Во время сего разговора Книпхузен упрямо и молча выкурил несколько сигарет; наконец, встал и сказал, глядя на Сигизмунда, которого меньше знал, чем других:
– Много вам лет?
– Мне? – смеясь, ответил Доленга. – Для чего?
– Потому что чувствую в вас ещё свежее дыхание греческой и римской истории и героев Плутарха… вы, как невинный голубь… не вмешивайтесь в дела политические…
– Почему?
– Потому что с ними не справитесь, – сказал медленно барон. – Работнику в этой грязной работе нужны испачканные руки, нужны сердца, что научились презирать человека, его жизнь и, смотря на цель, не спрашивать о средствах… Если желаете в глянцевых перчатках и белом галстуке вытирать камины…
– Ошибаетесь, барон…
– Не ошибаюсь, капитан, не ошибаюсь… деспотизм так завалил эти клоаки, что для очищения их нужны грязные руки… люди придут их потом чистить, освежить, надушить своей добродетелью. Революции – фатальны, и в них не такие люди, как вы, но такие, как я, которые ни в чего не верят, лучше всего служат… Тот, кто будет восхищаться благородством, должен быть обманут; сегодня даруешь человеку жизнь, который тебя за это завтра прикажет повесить или расстрелять.
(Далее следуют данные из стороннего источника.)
//! Preview composition
//!
//! Turns the three editor fragments into one renderable document. The
//! composition is a pure function: no escaping, no sanitization, no
//! transformation of any fragment. The author of the fragments is also the
//! sole consumer of the rendered output, so transparency is the contract;
//! isolation is enforced at delivery time instead, by serving the document
//! under a sandboxing Content-Security-Policy.

use axum::{
    http::{header, StatusCode},
    response::{IntoResponse, Response},
    Json,
};
use serde::Deserialize;

/// Sandbox policy for served previews: scripts may run, but the document
/// gets a unique opaque origin (no access to the host app's storage or
/// credentials) and may not navigate the top-level context. The server-side
/// twin of `<iframe sandbox="allow-scripts">`.
const PREVIEW_CSP: &str = "sandbox allow-scripts";

/// Fragments submitted for preview, using the editor's wire names.
#[derive(Debug, Clone, Deserialize)]
pub struct PreviewRequest {
    #[serde(rename = "htmlCode", default)]
    pub html_code: String,
    #[serde(rename = "cssCode", default)]
    pub css_code: String,
    #[serde(rename = "jsCode", default)]
    pub js_code: String,
}

/// Compose one document from the three fragments, verbatim.
///
/// Deterministic and side-effect-free: identical inputs produce
/// byte-identical output. Structure: a style block carrying the style
/// fragment, a body carrying the markup fragment, then a script block
/// carrying the script fragment.
pub fn compose(html: &str, css: &str, js: &str) -> String {
    format!(
        "<html>\n<head>\n<style>{css}</style>\n</head>\n<body>\n{html}\n<script>{js}</script>\n</body>\n</html>\n"
    )
}

/// Serve a composed preview document inside the sandboxed rendering context.
///
/// Composition happens only on this explicit request; the editor does not
/// re-render on every keystroke.
pub async fn preview(Json(request): Json<PreviewRequest>) -> Response {
    let document = compose(&request.html_code, &request.css_code, &request.js_code);

    (
        StatusCode::OK,
        [
            (header::CONTENT_TYPE, "text/html; charset=utf-8"),
            (header::CONTENT_SECURITY_POLICY, PREVIEW_CSP),
        ],
        document,
    )
        .into_response()
}

#[cfg(test)]
mod tests {
    use super::*;

    #[test]
    fn compose_is_deterministic() {
        let first = compose("<b>x</b>", "b{color:red}", "console.log(1)");
        let second = compose("<b>x</b>", "b{color:red}", "console.log(1)");
        assert_eq!(first, second);
    }

    #[test]
    fn fragments_appear_verbatim_and_unescaped() {
        let doc = compose("<b>x</b>", "b{color:red}", "console.log(1)");
        assert!(doc.contains("<style>b{color:red}</style>"));
        assert!(doc.contains("<b>x</b>"));
        assert!(doc.contains("<script>console.log(1)</script>"));
    }

    #[test]
    fn style_precedes_markup_precedes_script() {
        let doc = compose("MARKUP", "STYLE", "SCRIPT");
        let style = doc.find("STYLE").unwrap();
        let markup = doc.find("MARKUP").unwrap();
        let script = doc.find("SCRIPT").unwrap();
        assert!(style < markup);
        assert!(markup < script);
    }

    #[test]
    fn hostile_fragments_are_not_transformed() {
        let js = r#"document.cookie; window.top.location = "https://evil.example";"#;
        let doc = compose("", "", js);
        // Verbatim by design; isolation comes from the delivery headers,
        // not from rewriting the fragment
        assert!(doc.contains(js));
    }

    #[test]
    fn empty_fragments_still_yield_a_complete_document() {
        let doc = compose("", "", "");
        assert!(doc.starts_with("<html>"));
        assert!(doc.contains("<style></style>"));
        assert!(doc.contains("<script></script>"));
        assert!(doc.trim_end().ends_with("</html>"));
    }

    #[tokio::test]
    async fn preview_response_is_sandboxed_html() {
        let request = PreviewRequest {
            html_code: "<p>hi</p>".to_string(),
            css_code: "p{margin:0}".to_string(),
            js_code: "console.log(1)".to_string(),
        };

        let response = preview(Json(request)).await;
        assert_eq!(response.status(), StatusCode::OK);

        let headers = response.headers();
        assert_eq!(
            headers.get(header::CONTENT_TYPE).unwrap(),
            "text/html; charset=utf-8"
        );
        assert_eq!(
            headers.get(header::CONTENT_SECURITY_POLICY).unwrap(),
            "sandbox allow-scripts"
        );
    }
}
– Мне хватит энергии, – прервал Сераковский, – когда дойдёт до дела… но что во мне родит её? Вот великое желание, благородное… не хочу, не могу пачкать его ничем, что на высоте его не стоит…
– Оставь его в покое, – сказал Наумов, – мы не убедим его, он, как я, не смотрел на выстрелы в безоружную толпу, у него, как у меня, не убили брата, не ранили сестру… в нём не кипит месть…
– Кипит! Кипит! – воскликнул Сераковский. – Но месть высшая, благородная, отдам жизнь и увидите, не вынесу её из этой работы, положу на алтарь родины… но не хочу осквернять себя и не хочу, чтобы другие пятнали себя…
Месть! Вы думаете, что я не помню всех наших мучеников, начиная от Рейтана до Люкасиньского? Вы думаете, что не помню, сколько детей похитили у Польши, чтобы из них понаделать обезьян, сколько хлестали нас оскорблениями, сколько выпили желчи, слёз… и полыни!! Ты мстишь за брата и сестру, я – за весь народ, за тысячи, за миллионы, но хочу быть достойным тех, за смерть которых отомстит – моя смерть.
– Почему же смерть? – прервал его Генрик. – Мы должны обязательно погибнуть?
– Погибнем, погибнем все, – охваченный вещим духом, воскликнул Сераковский, – не уйдёт из нас не один, будьте в этом уверены; но мы умираем чистыми, великими и наша кровь не будет пролита напрасно… Пусть из наших костей, из памяти, окружённой ореолом, восстанут мстители… Будьте уверены, что России не так будет нужна наша смерть, как пятно на нас… что извлекут ложь… чтобы нас ею оплёвывать… С нечистыми руками, – добавил он, – нельзя идти к алтарю; давайте вспомним, что мы священники религии, привязанности к родине и свободе, что мы – жертвы человечества… что мы должны быть – святыми.
Книпхузен что-то пел, крутя папиросу; это смахивало на песенку Гейне… которую не помню; другие шептались между собой, смотря на энтузиазм, с каким он говорил…
– Из этого следует, – сказал барон, окончив песенку, – что вы будете принадлежать к военному ведомству, а от полиции, внутренних дел, революции и т. п. стоять будете далеко…
– Только снова не оставьте меня в стороне, потому что не хочу быть в безопасности, – сказал Сигизмунд медленней.
– Ты принадлежишь перу… – добросил один.
– Прошу прощения, рука просит саблю… но не прикоснётся к стилету…
На этом разговор окончился; видимо, смущённые Сигизмундом, товарищи умолкли, а Книпхузен сказал Наумову:
– Скройся на несколько дней, твоя любимая Наталья Алексеевна, должно быть, выслала за тобой всю полицию Варшавы.
– Да… пусть ищут Наумова, которого не знают… найдут теперь Станислава Навроцкого, который Богу обязан духом. В кружке знают меня, как самого добродушного из земледельцев… прибывшего за спиртным.
С таким послушным и непонимающим народом имеет дело деспотизм, что обращает им, как хочет; кто бы ожидал, что Польская война послужит ему для свержения влияния Герцена и Долгорукова? Для утраты популярности Головиных и Блюхеров и всей той опасной заграничной пропаганды?